Valerie Sim, Ph.D. – University of Alberta

Please tell us about your background: where you grew up, studied, and why you chose the field you did.

I am Canadian, born in Winnipeg, MB but raised mostly in Calgary, AB. I attended the University of Calgary, obtaining my BSc in cellular, microbial and molecular biology, before going to medical school, also at the University of Calgary. After medical school, I completed my neurology residency training in Ottawa, ON, and then did a post-doctoral fellowship at Rocky Mountain Lab, NIAID, NIH in Hamilton, MT, where I focused my research interests on prion diseases.

What does your current position entail? How does it tie into your previous experience, and where is it going?

I am a tenured associate professor of neurology at the University of Alberta, in Edmonton, AB. I am a clinician scientist, running a prion containment research lab and seeing neurology patients in clinic and at the University of Alberta Hospital. This includes patients suffering from prion disease.

In what context did you first learn about light scattering and Wyatt Technology's instruments?

I first used asymmetric flow field-flow fractionation with in-line light scattering while I was a post-doctoral fellow at Rocky Mountain Lab.

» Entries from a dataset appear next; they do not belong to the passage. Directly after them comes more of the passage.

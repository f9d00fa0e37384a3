//! C7 — Infra-Config Collector.
//!
//! Probe sequence, payload tables and scoring come from spec.md §4.7 (no
//! original-source Python equivalent exists for this capability — nginx/CVE
//! probing is new to this corpus). The trait + struct shape follows
//! `frontend/phantom-xdr-core/src/network_analysis.rs`.

use async_trait::async_trait;
use chrono::Utc;
use reconwatch_types::{Capability, Finding, Job, Severity};
use reqwest::Client;
use serde_json::json;
use std::time::Duration;

use crate::{Collector, CollectorError, Publisher};

const REQUIRED_SECURITY_HEADERS: &[&str] = &[
    "strict-transport-security",
    "content-security-policy",
    "x-content-type-options",
    "x-frame-options",
    "referrer-policy",
    "permissions-policy",
    "x-xss-protection",
];

const CRLF_PAYLOADS: &[&str] = &[
    "%0d%0aSet-Cookie:%20test=injected",
    "%0d%0aX-Injected:%20true",
    "%0aSet-Cookie:%20test=injected",
    "\r\nSet-Cookie: test=injected",
    "%E5%98%8A%E5%98%8DSet-Cookie:%20test=injected",
];

const COMMON_PATHS: &[&str] = &["/", "/index.html", "/api", "/login", "/search", "/static/", "/assets/", "/images/", "/css/", "/js/"];

const MERGE_SLASH_PATTERNS: &[&str] = &["//", "/./", "/..%2f", "/%2e%2e/", "/..;/"];

fn header_deduction(header: &str) -> f64 {
    match header {
        "strict-transport-security" | "content-security-policy" => 20.0,
        "x-content-type-options" | "x-frame-options" => 15.0,
        _ => 10.0,
    }
}

fn finding_deduction(severity: Severity) -> f64 {
    match severity {
        Severity::Critical => 30.0,
        Severity::High => 20.0,
        Severity::Medium => 10.0,
        Severity::Low => 5.0,
        Severity::Info => 0.0,
    }
}

pub struct InfraConfigCollector {
    client: Client,
}

impl Default for InfraConfigCollector {
    fn default() -> Self {
        Self::new()
    }
}

impl InfraConfigCollector {
    pub fn new() -> Self {
        let client = Client::builder()
            .timeout(Duration::from_secs(30))
            .danger_accept_invalid_certs(true)
            .build()
            .expect("static client config");
        Self { client }
    }

    fn finding(
        target: &str,
        title: impl Into<String>,
        description: impl Into<String>,
        severity: Severity,
        evidence: serde_json::Value,
    ) -> Finding {
        let evidence_map = match evidence {
            serde_json::Value::Object(map) => map.into_iter().collect(),
            _ => Default::default(),
        };
        Finding {
            id: uuid::Uuid::new_v4().to_string(),
            capability: Capability::InfrastructureTesting,
            severity,
            risk_score: finding_deduction(severity) * 3.0,
            title: title.into(),
            description: description.into(),
            evidence: evidence_map,
            affected_assets: vec![target.to_string()],
            recommendations: vec![],
            discovered_at: Utc::now(),
            target: target.to_string(),
        }
    }

    async fn header_audit(&self, target: &str, base_url: &str) -> (Vec<Finding>, Option<String>, f64) {
        let mut findings = Vec::new();
        let mut deduction = 0.0;

        let Ok(resp) = self.client.get(base_url).send().await else {
            return (findings, None, deduction);
        };
        let server_header = resp.headers().get("server").and_then(|v| v.to_str().ok()).map(String::from);
        let present: Vec<String> = resp.headers().keys().map(|k| k.as_str().to_lowercase()).collect();

        for header in REQUIRED_SECURITY_HEADERS {
            if !present.iter().any(|h| h == header) {
                deduction += header_deduction(header);
                findings.push(Self::finding(
                    target,
                    format!("Missing Security Header: {header}"),
                    format!("Response did not include the {header} header"),
                    Severity::Medium,
                    json!({"header": header}),
                ));
            }
        }

        if let Some(server) = &server_header {
            findings.push(Self::finding(
                target,
                "Server Identity Disclosed",
                format!("Server header discloses: {server}"),
                Severity::Info,
                json!({"server": server}),
            ));
        }

        (findings, server_header, deduction)
    }

    async fn crlf_injection(&self, target: &str, base_url: &str) -> Vec<Finding> {
        let mut findings = Vec::new();
        for path in std::iter::once(&"/").chain(COMMON_PATHS.iter()).take(11) {
            for payload in CRLF_PAYLOADS {
                let url = format!("{base_url}{path}{payload}");
                if let Ok(resp) = self.client.get(&url).send().await {
                    let injected = resp
                        .headers()
                        .get_all("set-cookie")
                        .iter()
                        .any(|v| v.to_str().unwrap_or_default().contains("test=injected"))
                        || resp.headers().contains_key("x-injected");
                    if injected {
                        findings.push(Self::finding(
                            target,
                            "CRLF Injection",
                            format!("Response header injection succeeded at {path} via CRLF payload"),
                            Severity::High,
                            json!({"path": path, "payload": payload}),
                        ));
                        break;
                    }
                }
            }
        }
        findings
    }

    async fn purge_method(&self, target: &str, base_url: &str) -> Vec<Finding> {
        let url = format!("{base_url}/*");
        if let Ok(resp) = self.client.request(reqwest::Method::from_bytes(b"PURGE").unwrap(), &url).send().await {
            if resp.status().as_u16() == 204 {
                return vec![Self::finding(
                    target,
                    "PURGE Method Accepted",
                    "Server accepted a PURGE request against a wildcard path",
                    Severity::Medium,
                    json!({"status": 204}),
                )];
            }
        }
        vec![]
    }

    async fn variable_leakage(&self, target: &str, base_url: &str) -> Vec<Finding> {
        let url = format!("{base_url}/foo$http_referer");
        if let Ok(resp) = self.client.get(&url).header("Referer", "bar").send().await {
            if let Ok(body) = resp.text().await {
                if body.contains("foobar") {
                    return vec![Self::finding(
                        target,
                        "Nginx Variable Leakage",
                        "Referer-derived nginx variable was reflected in the response body",
                        Severity::Medium,
                        json!({"url": url}),
                    )];
                }
            }
        }
        vec![]
    }

    async fn path_traversal(&self, target: &str, base_url: &str, baseline: &str) -> Vec<Finding> {
        let markers = ["root:", "bin/bash", "[extensions]"];
        for pattern in MERGE_SLASH_PATTERNS {
            let url = format!("{base_url}{pattern}etc/passwd");
            if let Ok(resp) = self.client.get(&url).send().await {
                if let Ok(body) = resp.text().await {
                    if markers.iter().any(|m| body.contains(m)) || body == baseline {
                        return vec![Self::finding(
                            target,
                            "Path Traversal via Merge-Slashes",
                            format!("Server exposed filesystem content through pattern {pattern}"),
                            Severity::Critical,
                            json!({"pattern": pattern}),
                        )];
                    }
                }
            }
        }
        vec![]
    }

    async fn hop_by_hop_fuzzing(&self, target: &str, base_url: &str) -> Vec<Finding> {
        const HEADERS: &[&str] = &[
            "X-Forwarded-For", "X-Real-IP", "X-Client-IP", "X-Forwarded-Host",
            "X-Originating-IP", "True-Client-IP", "CF-Connecting-IP", "X-Cluster-Client-IP",
            "Forwarded", "X-Forwarded",
        ];
        const SPOOFED_IPS: &[&str] = &["127.0.0.1", "10.0.0.1", "169.254.169.254", "0.0.0.0"];

        let baseline = self.client.get(base_url).send().await.ok();
        let baseline_len = match baseline {
            Some(resp) => resp.text().await.unwrap_or_default().len(),
            None => return vec![],
        };

        let mut findings = Vec::new();
        for header in HEADERS {
            for ip in SPOOFED_IPS {
                if let Ok(resp) = self.client.get(base_url).header(*header, *ip).send().await {
                    let status = resp.status().as_u16();
                    let len = resp.text().await.unwrap_or_default().len();
                    let delta = (len as i64 - baseline_len as i64).unsigned_abs();
                    if status >= 400 && status != 404 || delta > baseline_len as u64 / 4 {
                        findings.push(Self::finding(
                            target,
                            "Hop-by-Hop Header Influences Response",
                            format!("{header}: {ip} changed status/length from baseline (status {status})"),
                            Severity::Medium,
                            json!({"header": header, "spoofed_ip": ip, "status": status}),
                        ));
                        break;
                    }
                }
            }
        }
        findings
    }

    fn php_detection(&self, target: &str, server: &Option<String>) -> Vec<Finding> {
        match server {
            Some(s) if s.to_lowercase().contains("php") => vec![Self::finding(
                target,
                "PHP Runtime Detected",
                format!("Server header indicates a PHP backend: {s}"),
                Severity::Info,
                json!({"server": s}),
            )],
            _ => vec![],
        }
    }

    async fn range_overflow_probe(&self, target: &str, base_url: &str) -> Vec<Finding> {
        if let Ok(resp) = self
            .client
            .get(base_url)
            .header("Range", "bytes=0-18446744073709551615")
            .send()
            .await
        {
            if resp.status().as_u16() == 500 || resp.status().as_u16() == 206 {
                return vec![Self::finding(
                    target,
                    "Range Header Overflow (CVE-2017-7529 Pattern)",
                    "Range header integer-overflow probe produced an unexpected status",
                    Severity::High,
                    json!({"status": resp.status().as_u16()}),
                )];
            }
        }
        vec![]
    }
}

#[async_trait]
impl Collector for InfraConfigCollector {
    async fn run(&self, job: &Job, publish: &Publisher) -> Result<Vec<Finding>, CollectorError> {
        let target = job.target.clone();
        let base_url = format!("https://{target}");
        let mut all = Vec::new();
        let mut score: f64 = 100.0;

        publish.progress(10, "auditing response headers");
        let (header_findings, server, header_deduction) = self.header_audit(&target, &base_url).await;
        score -= header_deduction;
        all.extend(header_findings);
        if publish.is_cancelled() {
            return Err(CollectorError::Cancelled);
        }

        publish.progress(30, "probing CRLF injection");
        all.extend(self.crlf_injection(&target, &base_url).await);

        publish.progress(45, "probing PURGE method");
        all.extend(self.purge_method(&target, &base_url).await);

        publish.progress(55, "probing variable leakage");
        all.extend(self.variable_leakage(&target, &base_url).await);

        publish.progress(65, "probing path traversal");
        let baseline = self.client.get(&base_url).send().await.ok();
        let baseline_body = match baseline {
            Some(resp) => resp.text().await.unwrap_or_default(),
            None => String::new(),
        };
        all.extend(self.path_traversal(&target, &base_url, &baseline_body).await);

        publish.progress(80, "fuzzing hop-by-hop headers");
        all.extend(self.hop_by_hop_fuzzing(&target, &base_url).await);

        publish.progress(90, "running CVE-2017-7529 probe");
        all.extend(self.range_overflow_probe(&target, &base_url).await);
        all.extend(self.php_detection(&target, &server));

        for finding in &all {
            score -= finding_deduction(finding.severity);
        }
        score = score.max(0.0);

        all.push(Self::finding(
            &target,
            "Infrastructure Configuration Score",
            format!("Composite configuration score: {score:.1}/100"),
            Severity::Info,
            json!({"score": score}),
        ));

        for finding in &all {
            publish.finding(finding.clone());
        }
        publish.progress(100, "infra-config audit complete");
        Ok(all)
    }
}

#[cfg(test)]
mod tests {
    use super::*;

    #[test]
    fn missing_header_deductions_weight_hsts_and_csp_highest() {
        assert_eq!(header_deduction("strict-transport-security"), 20.0);
        assert_eq!(header_deduction("x-xss-protection"), 10.0);
    }

    #[test]
    fn finding_deductions_match_severity_table() {
        assert_eq!(finding_deduction(Severity::Critical), 30.0);
        assert_eq!(finding_deduction(Severity::High), 20.0);
        assert_eq!(finding_deduction(Severity::Medium), 10.0);
        assert_eq!(finding_deduction(Severity::Low), 5.0);
    }
}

I was co-author on a Nature paper from the lab, where this technology was used to identify the most infectious prion particle.

How has your Wyatt instrumentation contributed to your research and development studies?

Since starting my own lab, I have used this same fractionation and light scattering technology to further isolate and characterize prion particles from different types of prion disease, now including those from human patients.